Nel 2021 l’UE ha esportato 33 milioni di tonnellate di rifiuti verso Paesi non UE, finiti per oltre il 40% in Turchia. A viaggiare sono soprattutto rottami e carta, ma l’Europa ora vuole chiudere i canali. Tra le proteste dei riciclatori. Anche in Italia, dove il governo ha già dato il suo giro di vite
Mentre l’Unione Europea lavora alla revisione della disciplina sulle spedizioni di rifiuti, tra le proteste degli operatori del riciclo, le esportazioni extra UE continuano a crescere, toccando secondo gli ultimi dati Eurostat riferiti al 2021 la cifra record di 33 milioni di tonnellate, in leggero aumento rispetto alle 32,7 dell’anno precedente. Segno che di rifiuti se ne producono e gestiscono sempre di più e che non tutte le frazioni che derivano dal loro trattamento riescono poi a trovare spazio sul mercato del recupero entro i confini dell’Unione. Anche nel 2021 rottami ferrosi e carta da macero si confermano le tipologie di rifiuti più esportate verso paesi extra UE, rispettivamente con 19,5 milioni e 4,4 milioni di tonnellate.
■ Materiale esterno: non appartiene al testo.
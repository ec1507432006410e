//! Resolution of `import` paths to module source text.
//!
//! The parser re-enters itself on imported files; the loader is the seam
//! that decides where module source comes from, so tests can stay
//! hermetic while the CLI walks the library path on disk.

use std::collections::HashMap;
use std::path::PathBuf;

/// Resolves a dotted module path to `(source, canonical file name)`.
pub trait ModuleLoader {
    /// Loads the module named by `path` (the components of `a.b.c`).
    fn load(&self, path: &[String]) -> Option<(String, String)>;
}

/// Filesystem loader searching a fixed list of roots for
/// `<root>/<a>/<b>.hatch`.
#[derive(Debug, Clone)]
pub struct FsLoader {
    roots: Vec<PathBuf>,
}

impl FsLoader {
    /// The default library path: the working directory, then nearby `lib`
    /// directories.
    pub fn new() -> Self {
        Self::with_roots(
            ["./", "./lib", "../lib", "../../lib"]
                .into_iter()
                .map(PathBuf::from)
                .collect(),
        )
    }

    /// A loader over an explicit list of search roots.
    pub fn with_roots(roots: Vec<PathBuf>) -> Self {
        Self { roots }
    }
}

impl Default for FsLoader {
    fn default() -> Self {
        Self::new()
    }
}

impl ModuleLoader for FsLoader {
    fn load(&self, path: &[String]) -> Option<(String, String)> {
        for root in &self.roots {
            let mut candidate = root.clone();
            for component in path {
                candidate.push(component);
            }
            candidate.set_extension("hatch");

            if let Ok(source) = std::fs::read_to_string(&candidate) {
                let canonical = std::fs::canonicalize(&candidate).unwrap_or(candidate);
                return Some((source, canonical.to_string_lossy().into_owned()));
            }
        }
        None
    }
}

/// In-memory loader keyed by dotted path; used by unit tests and
/// embedders.
#[derive(Debug, Default, Clone)]
pub struct MemoryLoader {
    modules: HashMap<String, String>,
}

impl MemoryLoader {
    /// An empty loader.
    pub fn new() -> Self {
        Self::default()
    }

    /// Registers module source under a dotted path such as `"io"`.
    pub fn insert(&mut self, path: &str, source: &str) {
        self.modules.insert(path.to_string(), source.to_string());
    }
}

impl ModuleLoader for MemoryLoader {
    fn load(&self, path: &[String]) -> Option<(String, String)> {
        let dotted = path.join(".");
        self.modules
            .get(&dotted)
            .map(|source| (source.clone(), format!("<memory:{dotted}>")))
    }
}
Un surplus strutturale che acciaierie e cartiere dell’Unione non sono in grado di assorbire e che riciclatori e broker europei vendono al miglior offerente sul mercato internazionale. Guardando quasi esclusivamente a oriente.
Tramontato il dominio commerciale della Cina, passata dalle 10 milioni di tonnellate del 2009 ad appena 0,4 nel 2021 per effetto dei giri di vite imposti dal governo di Pechino a partire dal 2018, è la Turchia oggi a fare la parte del leone, avendo importato 14,7 milioni di tonnellate di scarti, ovvero quasi la metà dei rifiuti che l’Unione non ha recuperato dentro i propri confini. Seguono India (2.4 milioni di tonnellate), ed Egitto (1.9 milioni). In crescita il Pakistan, passato da 0,1 milioni di tonnellate nel 2004 a 1,3 nel 2021. Primo importatore a livello globale, Ankara domina di fatto il mercato del rottame di ferro e nel 2021 ha fagocitato i due terzi di quello esportato dai Paesi UE, pari a 13,1 milioni di tonnellate, il 67% delle esportazioni di rottame e il 40% di quelle totali. Sul fronte della carta invece è l’India ad aver ricevuto le quantità maggiori (1,2 milioni di tonnellate), seguita dall’Indonesia (0,9 milioni di tonnellate) e dalla stessa Turchia (0,4 milioni di tonnellate).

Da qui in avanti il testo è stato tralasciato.